Tories should not shrink from reform of planning

By-elections are the intrigue of British politics. Although a surprise victory can be completely fleeting – many of the best known will be reversed in the next general election – a shock result can have an exorbitant impact. The amazing Liberal Democratic victory in Chesham and Amersham has just such potential. In the 2019 general election, the Tories had more than 55 percent of the vote. On Friday, they woke up and found that their support had fallen to just over a third.

However, this turn is pre-marked. Both conservatives win in the north the industrialized port town of Hartlepool and their loss in Chesham and Amersham, a seat for commuting belts in the south of England, are signs of a structural shift in British politics. The progressive parties, the Lib Dems and Labor, are gaining ground in the traditional Tory heartlands of the south, while the Conservatives are making progress in the north and midlands.

Nevertheless, the conditions were favorable for the Lib Dems, Britain’s largely capable center party. Chesham and Amersham voted to stay in the EU referendum in 2016, and the Lib Dems have made significant progress there in local elections. The match, caused by the death of the current sitting MP, offers a free protest vote against a government whose majority is safe.

Most importantly, however, there was something to protest about. The seat is at the forefront of two important planning issues. The first is the High Speed ​​Two track project; the second and probably more crucial is the government’s desire to expand house building in the south.

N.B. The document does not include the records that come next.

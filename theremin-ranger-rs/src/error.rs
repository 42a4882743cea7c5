//! Error types for the ranging driver.

use core::fmt;

use embedded_hal::digital::ErrorKind;

/// Which echo wait ran out of ticks.
#[derive(Debug, Clone, Copy, PartialEq, Eq)]
#[cfg_attr(feature = "defmt", derive(defmt::Format))]
pub enum EchoPhase {
    /// Echo was still high from a previous cycle and never dropped.
    StaleHigh,
    /// Echo never rose after the trigger pulse.
    Rise,
    /// Echo rose but never fell.
    Fall,
}

/// Errors that can occur while ranging.
#[derive(Debug, Clone, Copy, PartialEq, Eq)]
pub enum RangerError {
    /// Trigger or echo pin access failed.
    Pin(ErrorKind),

    /// The sensor did not respond within the tick budget.
    Timeout(EchoPhase),
}

impl RangerError {
    /// `true` for a sensor non-response, as opposed to a pin failure.
    pub fn is_timeout(&self) -> bool {
        matches!(self, RangerError::Timeout(_))
    }
}

impl fmt::Display for RangerError {
    fn fmt(&self, f: &mut fmt::Formatter) -> fmt::Result {
        match self {
            RangerError::Pin(kind) => write!(f, "Pin error: {:?}", kind),
            RangerError::Timeout(EchoPhase::StaleHigh) => write!(f, "Timeout waiting for stale echo to end"),
            RangerError::Timeout(EchoPhase::Rise) => write!(f, "Timeout waiting for echo to go high"),
            RangerError::Timeout(EchoPhase::Fall) => write!(f, "Timeout waiting for echo to go low"),
        }
    }
}

#[cfg(feature = "defmt")]
impl defmt::Format for RangerError {
    fn format(&self, f: defmt::Formatter) {
        match self {
            RangerError::Pin(_) => defmt::write!(f, "Pin error"),
            RangerError::Timeout(phase) => defmt::write!(f, "Echo timeout ({})", phase),
        }
    }
}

The latter must be achieved through reform of planning and centrally directed housing construction targets for councils. A number of conservative MPs in the south, including former Prime Minister Theresa May, are deeply concerned about these proposals. There is enough to threaten the government’s majority, and they have already obtained concessions. A victory for the Liberal Democrats in Chesham and Amersham will give these rebels ammunition.

This concern responds to the deeper fear among southern Tories that the party leadership is simply neglecting these areas, in the same way that Labor takes some for granted. supporters in the north. As a result, Chesham and Amersham could shift the Tory leadership into a course correction. Some acknowledgment of the problem would be wise – not least because it always makes sense to pay attention to voters – but an overreaction that would lead to a significant decline in house building would be a mistake.

The United Kingdom housing shortage is an urgent matter which should address any government with a serious commitment to the construction of hundreds of thousands of new homes. No planning reform or HS2 should be abandoned. Conservatives also need to think about their long-term interests: a lack of affordable housing in the south-east, especially in London, is one of the reasons why younger, more left-wing voters deeper into the suburbs and probably withholds them more conservatively as they get older.

Nevertheless, politics requires ministers to pay attention to the tendency towards development on their own back seats. The government may need to be less centralized and give more weight to the additional infrastructure – schools, hospitals, transport, etc. – that is being demanded by population growth. There are undoubtedly compromises regarding the planning reforms that can be offered. Ultimately, however, not all worries can be alleviated, and the government should not collapse. New homes are needed and need to be built.